Odontogenic myxoma should not be mistaken for soft tissue myxoma, which is a relatively common lesion of the soft tissue. It is rare in the mouth; it occurs more commonly in areas such as the heart. When it does occur in the mouth, odontogenic myxoma occurs in the jaw bones, usually in the tooth-bearing areas of the jaw. It is an uncommon, benign, but locally aggressive neoplasm. Nearly all cases so far have been described in the jaw bones. Therefore, it is of tooth origin, and is believed to be from the mesenchymal portion of a tooth germ, most likely of the dental papilla. It has the potential for extensive bony destruction and extension into the surrounding structures. It is less common than odontomas and ameloblastomas, constituting around 17% of all odontogenic tumors. For that reason, a pathologist who is not familiar with the histology of a tooth germ can mistake a myxoid dental follicle for an odontogenic myxoma. Almost 75% of odontogenic myxomas occur in patients around 23-30 years of age with a slight female predilection (1:1.5 male-to-female ratio). It rarely occurs in patients over 50 or under 10 years of age. It occurs almost equally in the maxilla and mandible with a slight predilection for the posterior mandible. A few cases are described in the ramus and condyle, non-tooth bearing areas.
Odontogenic myxoma is slow-growing, persistent and destructive. Most cases are expansile and can displace and resorb teeth. In the maxilla, they usually invade the maxillary sinuses and, in rare cases, cross the midline to the opposing sinus. Radiographically, the majority present as expansile and multilocular, though some are unilocular with or without scalloped borders, and rare cases present with a diffuse and mottled appearance which can be mistaken for a malignant neoplasm. Grossly, this lesion is gelatinous in nature, making curettage alone difficult; the more fibrotic odontogenic myxomas (also known as odontogenic myxofibroma or fibromyxoma) have more body and are easier to curette. Histologically, it is made up of loose and delicate fibrous connective tissue. The fibroblasts are stellate and are suspended on a delicate network of collagen fibrils.

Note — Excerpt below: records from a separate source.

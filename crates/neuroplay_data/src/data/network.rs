use serde::{Deserialize, Serialize};
use std::fmt;
use std::str::FromStr;

/// Scalar non-linearity applied to a node's weighted input sum.
#[derive(Debug, Clone, Copy, PartialEq, Eq, Hash, Serialize, Deserialize, Default)]
#[serde(rename_all = "lowercase")]
pub enum Activation {
    Relu,
    #[default]
    Tanh,
    Sigmoid,
    Linear,
}

impl Activation {
    pub const ALL: [Activation; 4] = [
        Activation::Relu,
        Activation::Tanh,
        Activation::Sigmoid,
        Activation::Linear,
    ];

    #[must_use]
    pub fn apply(self, x: f64) -> f64 {
        match self {
            Activation::Relu => x.max(0.0),
            Activation::Tanh => x.tanh(),
            Activation::Sigmoid => sigmoid(x),
            Activation::Linear => x,
        }
    }

    /// Derivative with respect to the pre-activation value.
    ///
    /// ReLU is not differentiable at zero; the derivative there is taken as 0.
    #[must_use]
    pub fn derivative(self, x: f64) -> f64 {
        match self {
            Activation::Relu => {
                if x > 0.0 {
                    1.0
                } else {
                    0.0
                }
            }
            Activation::Tanh => {
                let t = x.tanh();
                1.0 - t * t
            }
            Activation::Sigmoid => {
                let s = sigmoid(x);
                s * (1.0 - s)
            }
            Activation::Linear => 1.0,
        }
    }

    #[must_use]
    pub fn name(self) -> &'static str {
        match self {
            Activation::Relu => "relu",
            Activation::Tanh => "tanh",
            Activation::Sigmoid => "sigmoid",
            Activation::Linear => "linear",
        }
    }
}

impl fmt::Display for Activation {
    fn fmt(&self, f: &mut fmt::Formatter<'_>) -> fmt::Result {
        f.write_str(self.name())
    }
}

impl FromStr for Activation {
    type Err = String;

    fn from_str(s: &str) -> Result<Self, Self::Err> {
        let s = s.trim();
        Activation::ALL
            .into_iter()
            .find(|activation| activation.name().eq_ignore_ascii_case(s))
            .ok_or_else(|| format!("unknown activation: {s}"))
    }
}

/// Logistic function, shared by the sigmoid activation and the Hebbian step.
#[must_use]
pub fn sigmoid(x: f64) -> f64 {
    1.0 / (1.0 + (-x).exp())
}

/// Weight penalty added to the gradient during backpropagation.
#[derive(Debug, Clone, Copy, PartialEq, Eq, Hash, Serialize, Deserialize, Default)]
#[serde(rename_all = "lowercase")]
pub enum Regularization {
    #[default]
    None,
    L1,
    L2,
}

impl Regularization {
    /// Penalty term for a single weight at the given rate.
    #[must_use]
    pub fn term(self, weight: f64, rate: f64) -> f64 {
        match self {
            Regularization::None => 0.0,
            Regularization::L1 => {
                if weight > 0.0 {
                    rate
                } else if weight < 0.0 {
                    -rate
                } else {
                    0.0
                }
            }
            Regularization::L2 => rate * weight,
        }
    }
}

/// Positional identity of a node: layer index and index within the layer.
#[derive(Debug, Clone, Copy, PartialEq, Eq, Hash, PartialOrd, Ord, Serialize, Deserialize)]
pub struct NodeId {
    pub layer: usize,
    pub index: usize,
}

impl NodeId {
    #[must_use]
    pub const fn new(layer: usize, index: usize) -> Self {
        Self { layer, index }
    }
}

/// A single unit of the layered network.
#[derive(Debug, Clone, PartialEq, Serialize, Deserialize)]
pub struct Node {
    pub id: NodeId,
    pub bias: f64,
    /// Post-activation value.
    pub output: f64,
    /// Pre-activation weighted sum.
    pub total_input: f64,
    /// Error gradient w.r.t. `total_input`; only meaningful after a backward pass.
    pub delta: f64,
}

impl Node {
    pub const DEFAULT_BIAS: f64 = 0.1;

    #[must_use]
    pub fn new(id: NodeId) -> Self {
        Self {
            id,
            bias: Self::DEFAULT_BIAS,
            output: 0.0,
            total_input: 0.0,
            delta: 0.0,
        }
    }
}

/// Directed weighted edge between nodes of consecutive layers.
#[derive(Debug, Clone, PartialEq, Serialize, Deserialize)]
pub struct Link {
    pub source: NodeId,
    pub dest: NodeId,
    pub weight: f64,
}

/// Engine-wide hyperparameters.
#[derive(Debug, Clone, Copy, PartialEq, Serialize, Deserialize)]
pub struct NetworkParams {
    pub learning_rate: f64,
    pub activation: Activation,
    pub regularization: Regularization,
    pub regularization_rate: f64,
}

impl Default for NetworkParams {
    fn default() -> Self {
        Self {
            learning_rate: 0.03,
            activation: Activation::Tanh,
            regularization: Regularization::None,
            regularization_rate: 0.0,
        }
    }
}

/// Fully-connected feed-forward network.
#[derive(Debug, Clone, PartialEq, Serialize, Deserialize)]
pub struct Network {
    /// Ordered layers; the first is the input layer, the last the output layer.
    pub layers: Vec<Vec<Node>>,
    /// Every link between consecutive layers.
    pub links: Vec<Link>,
    pub params: NetworkParams,
    /// Link indices entering each node, `[layer][index]` (not serialized).
    #[serde(skip, default = "Vec::new")]
    pub incoming: Vec<Vec<Vec<usize>>>,
    /// Link indices leaving each node, `[layer][index]` (not serialized).
    #[serde(skip, default = "Vec::new")]
    pub outgoing: Vec<Vec<Vec<usize>>>,
    /// Set by a forward pass and consumed by the backward pass that follows it.
    #[serde(skip)]
    pub forward_pending: bool,
}

impl Network {
    #[must_use]
    pub fn input_size(&self) -> usize {
        self.layers.first().map_or(0, Vec::len)
    }

    #[must_use]
    pub fn output_layer(&self) -> &[Node] {
        self.layers.last().map_or(&[], Vec::as_slice)
    }

    #[must_use]
    pub fn node(&self, id: NodeId) -> Option<&Node> {
        self.layers.get(id.layer)?.get(id.index)
    }

    #[must_use]
    pub fn node_count(&self) -> usize {
        self.layers.iter().map(Vec::len).sum()
    }

    #[must_use]
    pub fn layer_sizes(&self) -> Vec<usize> {
        self.layers.iter().map(Vec::len).collect()
    }
}

#[cfg(test)]
mod tests {
    use super::*;

    #[test]
    fn test_activation_derivative_identities() {
        assert!((Activation::Sigmoid.derivative(0.0) - 0.25).abs() < 1e-12);
        assert!((Activation::Tanh.derivative(0.0) - 1.0).abs() < 1e-12);
        assert_eq!(Activation::Relu.derivative(-0.5), 0.0);
        assert_eq!(Activation::Relu.derivative(0.0), 0.0);
        assert_eq!(Activation::Relu.derivative(0.5), 1.0);
        assert_eq!(Activation::Linear.derivative(42.0), 1.0);
    }

    #[test]
    fn test_activation_values() {
        assert_eq!(Activation::Relu.apply(-3.0), 0.0);
        assert_eq!(Activation::Relu.apply(3.0), 3.0);
        assert!((Activation::Sigmoid.apply(0.0) - 0.5).abs() < 1e-12);
        assert_eq!(Activation::Linear.apply(-1.5), -1.5);
        assert!((Activation::Tanh.apply(1.0) - 1.0f64.tanh()).abs() < 1e-12);
    }

    #[test]
    fn test_activation_parse() {
        for activation in Activation::ALL {
            assert_eq!(activation.name().parse::<Activation>(), Ok(activation));
        }
        assert_eq!(" ReLU ".parse::<Activation>(), Ok(Activation::Relu));
        assert!("softmax".parse::<Activation>().is_err());
    }

    #[test]
    fn test_regularization_terms() {
        assert_eq!(Regularization::None.term(0.4, 0.1), 0.0);
        assert_eq!(Regularization::L1.term(0.4, 0.1), 0.1);
        assert_eq!(Regularization::L1.term(-0.4, 0.1), -0.1);
        assert_eq!(Regularization::L1.term(0.0, 0.1), 0.0);
        assert!((Regularization::L2.term(0.4, 0.1) - 0.04).abs() < 1e-12);
    }
}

The treatment of choice is surgical excision ranging from segmental resection with clear bony margins of up 1.5cm to prevent recurrence of the neoplasm. Curettage with and without cauterization is used for treatment, but is associated with a high recurrence rate. Reconstruction can be immediate or delayed, and can include an autologous bone graft from the anterior or posterior iliac crest. Fibula-free vascular osteocutaneous bone graft is another reconstructive modality, as is distraction osteogenesis. The patient is usually hospitalized for a short period of time following resection and placed on intravenous antibiotics while in the hospital to prevent secondary infection of the surgical site, especially if immediate bone grafting is accomplished. Immediate postoperative follow up is weekly for approximately one month, then monthly for the next five months and twice a year for the next five years.